What am I doing wrong? How do I fix it?


Solution

  • You have the right idea, but the problem here is an intrinsic design choice in spaCy that any token can only be part of one named entity. So you can't have "Warm Welcome" being both a "GREETING" as well as part of a "SUPER_GREETING".

    One way you could work around this is by using custom extensions. For instance, one solution would be to store the GREETING bit on the token level:

    Token.set_extension("mylabel", default="")
    

    And then we adjust the PhraseRuler.__call__ so that it doesn't write to doc.ents but instead does this:

    for token in span:
        token._.mylabel = "MY_GREETING"
    

    Now, we can rewrite the SUPER_GREETING pattern to:

    patterns = [{"label": "SUPER_GREETING", "pattern": [{"LOWER": "super"}, {"_": {"mylabel": "MY_GREETING"}, "OP": "+"}]}]
    

    which will match "super" followed by one or more "MY_GREETING" tokens.

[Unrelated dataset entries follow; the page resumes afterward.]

//! Vocs-style navigation extraction
//!
//! Vocs sidebars are built from nested `section.vocs_Sidebar_section`
//! elements. A section header may be a plain title div, a non-linked item
//! div, or an anchor that is both a page and a section head; children are
//! indented one level under whichever header form is present.

use std::collections::HashSet;

use once_cell::sync::Lazy;
use scraper::{ElementRef, Html, Selector};
use url::Url;

use crate::nav::walk::{child_elements, element_text, has_class, push_page_link};
use crate::nav::NavLink;

static SIDEBAR_NAV: Lazy<Selector> =
    Lazy::new(|| Selector::parse(".vocs_Sidebar_navigation").expect("valid selector"));
static SECTION_TITLE: Lazy<Selector> =
    Lazy::new(|| Selector::parse("div.vocs_Sidebar_sectionTitle").expect("valid selector"));
static ITEM_DIV: Lazy<Selector> =
    Lazy::new(|| Selector::parse("div.vocs_Sidebar_item").expect("valid selector"));
static ITEM_LINK: Lazy<Selector> =
    Lazy::new(|| Selector::parse("a.vocs_Sidebar_item[href]").expect("valid selector"));
static ANY_ANCHOR: Lazy<Selector> =
    Lazy::new(|| Selector::parse("a").expect("valid selector"));

pub(crate) fn can_handle(doc: &Html) -> bool {
    doc.select(&SIDEBAR_NAV).next().is_some()
}

pub(crate) fn extract(doc: &Html, base_url: &Url, seen: &mut HashSet<String>) -> Vec<NavLink> {
    let mut links = Vec::new();

    let Some(nav) = doc.select(&SIDEBAR_NAV).next() else {
        return links;
    };

    for child in child_elements(nav) {
        if is_section(child) {
            process_section(child, base_url, seen, 0, &mut links);
        } else if child.value().name() == "div" && has_class(child, "vocs_Sidebar_group") {
            for section in child_elements(child).filter(|el| is_section(*el)) {
                process_section(section, base_url, seen, 0, &mut links);
            }
        }
    }

    links
}

fn is_section(el: ElementRef) -> bool {
    el.value().name() == "section" && has_class(el, "vocs_Sidebar_section")
}

fn process_section(
    section: ElementRef,
    base_url: &Url,
    seen: &mut HashSet<String>,
    depth: usize,
    out: &mut Vec<NavLink>,
) {
    let mut has_header = false;

    let header = child_elements(section)
        .find(|el| el.value().name() == "div" && has_class(*el, "vocs_Sidebar_sectionHeader"));

    if let Some(header) = header {
        // Plain title header like "Getting Started"
        if let Some(title_el) = header.select(&SECTION_TITLE).next() {
            let title = element_text(title_el);
            if !title.is_empty() {
                out.push(NavLink::header(title, depth));
                has_header = true;
            }
        }

        // Non-linked item div acting as a header
        if !has_header {
            if let Some(item) = header.select(&ITEM_DIV).next() {
                if item.select(&ANY_ANCHOR).next().is_none() {
                    let title = element_text(item);
                    if !title.is_empty() {
                        out.push(NavLink::header(title, depth));
                        has_header = true;
                    }
                }
            }
        }

        // A header anchor is both a page and a section head
        if let Some(link) = header.select(&ITEM_LINK).next() {
            if let Some(href) = link.value().attr("href") {
                if push_page_link(out, href, element_text(link), depth, base_url, seen) {
                    has_header = true;
                }
            }
        }
    }

    let child_depth = if has_header { depth + 1 } else { depth };

    let items = child_elements(section)
        .find(|el| el.value().name() == "div" && has_class(*el, "vocs_Sidebar_items"));

    if let Some(items) = items {
        for link in child_elements(items)
            .filter(|el| el.value().name() == "a" && has_class(*el, "vocs_Sidebar_item"))
        {
            if let Some(href) = link.value().attr("href") {
                push_page_link(out, href, element_text(link), child_depth, base_url, seen);
            }
        }
    }

    for nested in child_elements(section).filter(|el| is_section(*el)) {
        process_section(nested, base_url, seen, child_depth, out);
    }

    if let Some(items) = items {
        for nested in child_elements(items).filter(|el| is_section(*el)) {
            process_section(nested, base_url, seen, child_depth, out);
        }
    }
}
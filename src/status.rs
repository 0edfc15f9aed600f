//! Crawl status reporting
//!
//! Each crawl owns one [`CrawlStatus`] behind a [`StatusHandle`]. The crawl
//! task writes through the handle while status pollers take serializable
//! snapshots, so the two sides never share anything but the mutex.

use std::sync::{Arc, Mutex, MutexGuard};

use chrono::{DateTime, Utc};
use serde::Serialize;
use tracing::info;

/// Lifecycle phase of one crawl
#[derive(Debug, Clone, Copy, PartialEq, Eq, Serialize)]
#[serde(rename_all = "snake_case")]
pub enum CrawlPhase {
    Idle,
    Downloading,
    Completed,
    Error,
}

impl std::fmt::Display for CrawlPhase {
    fn fmt(&self, f: &mut std::fmt::Formatter<'_>) -> std::fmt::Result {
        let name = match self {
            CrawlPhase::Idle => "idle",
            CrawlPhase::Downloading => "downloading",
            CrawlPhase::Completed => "completed",
            CrawlPhase::Error => "error",
        };
        f.write_str(name)
    }
}

/// Mutable per-crawl state, readable by pollers as a JSON-serializable snapshot
#[derive(Debug, Clone, Serialize)]
pub struct CrawlStatus {
    pub status: CrawlPhase,
    pub current_page: usize,
    pub total_pages: usize,
    pub current_url: String,
    pub error: Option<String>,
    #[serde(skip)]
    pub start_time: Option<DateTime<Utc>>,
    pub elapsed_seconds: f64,
    pub pages_scraped: Vec<String>,
    pub output_file: Option<String>,
    pub rate_limit_reset: Option<u64>,
    pub failed_pages_count: usize,
    pub log_messages: Vec<String>,
    /// The assembled document, set before the phase flips to completed
    #[serde(skip)]
    pub document: Option<Arc<String>>,
}

impl Default for CrawlStatus {
    fn default() -> Self {
        CrawlStatus {
            status: CrawlPhase::Idle,
            current_page: 0,
            total_pages: 0,
            current_url: String::new(),
            error: None,
            start_time: None,
            elapsed_seconds: 0.0,
            pages_scraped: Vec::new(),
            output_file: None,
            rate_limit_reset: None,
            failed_pages_count: 0,
            log_messages: Vec::new(),
            document: None,
        }
    }
}

/// Shared handle to one crawl's status
#[derive(Debug, Clone, Default)]
pub struct StatusHandle {
    inner: Arc<Mutex<CrawlStatus>>,
}

impl StatusHandle {
    pub fn new() -> Self {
        Self::default()
    }

    fn lock(&self) -> MutexGuard<'_, CrawlStatus> {
        // A poisoned status lock only means a crawl task panicked; the data
        // is still the best available answer for pollers
        self.inner.lock().unwrap_or_else(|p| p.into_inner())
    }

    /// Applies a mutation to the status under the lock
    pub fn update<F: FnOnce(&mut CrawlStatus)>(&self, f: F) {
        f(&mut self.lock());
    }

    /// Takes a point-in-time copy with `elapsed_seconds` brought up to date
    pub fn snapshot(&self) -> CrawlStatus {
        let mut snap = self.lock().clone();
        if let Some(start) = snap.start_time {
            let elapsed = Utc::now().signed_duration_since(start);
            snap.elapsed_seconds = (elapsed.num_milliseconds().max(0) as f64) / 1000.0;
        }
        snap
    }

    /// Marks the crawl as running and records the start time
    pub fn mark_downloading(&self) {
        self.update(|s| {
            s.status = CrawlPhase::Downloading;
            s.start_time = Some(Utc::now());
        });
    }

    pub fn mark_completed(&self) {
        self.update(|s| s.status = CrawlPhase::Completed);
    }

    /// Records the assembled document
    ///
    /// Must happen before [`mark_completed`](Self::mark_completed), so that
    /// anyone observing the completed phase can read the document.
    pub fn store_document(&self, document: String) {
        self.update(|s| s.document = Some(Arc::new(document)));
    }

    /// Phase and document read under one lock
    pub fn phase_and_document(&self) -> (CrawlPhase, Option<Arc<String>>) {
        let status = self.lock();
        (status.status, status.document.clone())
    }

    pub fn mark_error(&self, message: impl Into<String>) {
        let message = message.into();
        self.update(|s| {
            s.status = CrawlPhase::Error;
            s.error = Some(message);
        });
    }

    /// Attaches a non-fatal warning without leaving the current phase
    pub fn attach_warning(&self, message: impl Into<String>) {
        self.update(|s| s.error = Some(message.into()));
    }

    pub fn record_rate_limit(&self, reset_seconds: u64) {
        self.update(|s| s.rate_limit_reset = Some(reset_seconds));
    }

    pub fn clear_rate_limit(&self) {
        self.update(|s| s.rate_limit_reset = None);
    }

    /// Appends to the status log and the tracing output
    pub fn log(&self, message: impl Into<String>) {
        let message = message.into();
        info!("{}", message);
        self.update(|s| s.log_messages.push(message));
    }

    pub fn phase(&self) -> CrawlPhase {
        self.lock().status
    }
}
//! Docbinder main entry point
//!
//! Command-line interface that crawls one documentation site and writes the
//! assembled Markdown document to disk.

use std::path::PathBuf;
use std::time::Duration;

use anyhow::Context;
use clap::Parser;
use tracing_subscriber::EnvFilter;
use url::Url;

use docbinder::config::{load_config_with_hash, Config, CrawlOptions};
use docbinder::status::StatusHandle;
use docbinder::{Crawler, DocbinderError};

/// Docbinder: a documentation site downloader
///
/// Docbinder crawls a documentation website, discovers its page set from the
/// site navigation, converts every page to Markdown and binds the result into
/// a single ordered document with a table of contents.
#[derive(Parser, Debug)]
#[command(name = "docbinder")]
#[command(version)]
#[command(about = "Download a documentation site as one Markdown file", long_about = None)]
struct Cli {
    /// Base URL of the documentation site
    #[arg(value_name = "URL")]
    url: String,

    /// Path to TOML configuration file
    #[arg(short, long, value_name = "CONFIG")]
    config: Option<PathBuf>,

    /// Increase logging verbosity (-v, -vv, -vvv)
    #[arg(short, long, action = clap::ArgAction::Count)]
    verbose: u8,

    /// Suppress non-error output
    #[arg(short, long, conflicts_with = "verbose")]
    quiet: bool,

    /// Fetch pre-rendered .md siblings instead of converting HTML
    #[arg(long)]
    native_md: bool,

    /// Only crawl pages under this path prefix, e.g. /guides
    #[arg(long, value_name = "PATH")]
    section: Option<String>,

    /// Do not follow navigation found on fetched pages
    #[arg(long)]
    no_subnav: bool,

    /// Directory the output file is written to (overrides config)
    #[arg(long, value_name = "DIR")]
    output_dir: Option<PathBuf>,

    /// Abort the crawl after this many seconds (overrides config)
    #[arg(long, value_name = "SECONDS")]
    timeout: Option<u64>,
}

#[tokio::main]
async fn main() -> anyhow::Result<()> {
    let cli = Cli::parse();

    setup_logging(cli.verbose, cli.quiet);

    let config = match &cli.config {
        Some(path) => {
            tracing::info!("Loading configuration from: {}", path.display());
            let (config, hash) = load_config_with_hash(path)
                .with_context(|| format!("failed to load configuration from {}", path.display()))?;
            tracing::info!("Configuration loaded successfully (hash: {})", hash);
            config
        }
        None => Config::default(),
    };

    let mut output_dir = PathBuf::from(&config.output.output_dir);
    if let Some(dir) = &cli.output_dir {
        output_dir = dir.clone();
    }

    let mut options = CrawlOptions::from_config(&config);
    options.native_md = cli.native_md;
    options.section_scope = cli.section.clone();
    options.follow_subnav = !cli.no_subnav;
    if cli.timeout.is_some() {
        options.crawl.timeout_seconds = cli.timeout;
    }

    let status = StatusHandle::new();
    let crawler = Crawler::new(&cli.url, options.clone(), status.clone())?;

    let markdown = match options.crawl.timeout_seconds {
        Some(seconds) => {
            match tokio::time::timeout(Duration::from_secs(seconds), crawler.run()).await {
                Ok(outcome) => outcome,
                Err(_) => {
                    let err = DocbinderError::Timeout { seconds };
                    status.mark_error(err.to_string());
                    Err(err)
                }
            }
        }
        None => crawler.run().await,
    }?;

    let path = output_dir.join(output_filename(&cli.url));
    std::fs::create_dir_all(&output_dir)
        .with_context(|| format!("failed to create {}", output_dir.display()))?;
    std::fs::write(&path, markdown.as_bytes())
        .with_context(|| format!("failed to write {}", path.display()))?;
    status.update(|s| s.output_file = Some(path.display().to_string()));

    let snap = status.snapshot();
    tracing::info!(
        "Crawl finished: {} pages in {:.1}s",
        snap.pages_scraped.len(),
        snap.elapsed_seconds
    );
    if snap.failed_pages_count > 0 {
        tracing::warn!("{} page(s) failed to download or extract", snap.failed_pages_count);
    }
    println!("Wrote {}", path.display());

    Ok(())
}

/// Sets up the logging/tracing subscriber based on verbosity level
fn setup_logging(verbose: u8, quiet: bool) {
    let filter = if quiet {
        EnvFilter::new("error")
    } else {
        match verbose {
            0 => EnvFilter::new("docbinder=info,warn"),
            1 => EnvFilter::new("docbinder=debug,info"),
            2 => EnvFilter::new("docbinder=trace,debug"),
            _ => EnvFilter::new("trace"),
        }
    };

    tracing_subscriber::fmt()
        .with_env_filter(filter)
        .with_target(false)
        .with_thread_ids(false)
        .with_file(false)
        .init();
}

/// Derives a timestamped output filename from the site host
fn output_filename(url: &str) -> String {
    let host = Url::parse(url)
        .ok()
        .and_then(|u| u.host_str().map(|h| h.to_string()))
        .unwrap_or_else(|| "docs".to_string());
    let host: String = host
        .chars()
        .map(|c| if c.is_ascii_alphanumeric() { c } else { '-' })
        .collect();
    format!(
        "{}-docs-{}.md",
        host.trim_matches('-'),
        chrono::Utc::now().format("%Y%m%d-%H%M%S")
    )
}

#[cfg(test)]
mod tests {
    use super::*;

    #[test]
    fn test_output_filename_uses_host() {
        let name = output_filename("https://docs.example.com/guide");
        assert!(name.starts_with("docs-example-com-docs-"));
        assert!(name.ends_with(".md"));
    }

    #[test]
    fn test_output_filename_falls_back_for_bad_url() {
        let name = output_filename("not a url");
        assert!(name.starts_with("docs-"));
    }
}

It will match greedily and output "super Warm Welcome" as hit.

    Here's the resulting code snippet, starting from your code and making the adjustements as described:

        Token.set_extension("mylabel", default="")
    
        class PhraseRuler(object):
            name = 'phrase_ruler'
    
            def __init__(self, nlp, terms, label):
                patterns = [nlp(term) for term in terms]
                self.matcher = PhraseMatcher(nlp.vocab)
                self.matcher.add(label, None, *patterns)
    
            def __call__(self, doc):
                matches = self.matcher(doc)
                for label, start, end in matches:
                    span = Span(doc, start, end, label=label)
                    for token in span:
                        token._.mylabel = "MY_GREETING"
                return doc
    
        nlp = spacy.load("en_core_web_lg")
    
        entity_matcher = PhraseRuler(nlp, ["Best Wishes", "Warm Welcome"], "GREETING")
        nlp.add_pipe(entity_matcher, name="entity_matcher", before="ner")
    
        ruler = EntityRuler(nlp)
        patterns = [{"label": "SUPER_GREETING", "pattern": [{"LOWER": "super"}, {"_": {"mylabel": "MY_GREETING"}, "OP": "+"}]}]
        ruler.add_patterns(patterns)
        nlp.add_pipe(ruler, after="entity_matcher")
    
        print(nlp.pipe_names)
    
        doc = nlp("Mary said Best Wishes and I said super Warm Welcome.")
        print("TOKENS:")
        for token in doc:
            print(token.text, token._.mylabel)
        print()
    
        print("ENTITIES:")
        for ent in doc.ents:
            print(ent.text, ent.label_)
    

    Which outputs

    TOKENS:
    Mary 
    said 
    Best MY_GREETING
    Wishes MY_GREETING
    and 
    I 
    said 
    super 
    Warm MY_GREETING
    Welcome MY_GREETING
    . 
    
    ENTITIES:
    Mary PERSON
    super Warm Welcome SUPER_GREETING
    

    This may not be exactly what you need/want - but I hope it helps you move forward with an alternative solution for your specific use-case. If you do want the normal "GREETING" spans in the final doc.ents, maybe you can reassemble them in post-processing, after the EntityRuler has run, e.g. by moving the custom attributes to doc.ents if they don't overlap, or by keeping a cache of the spans somewhere.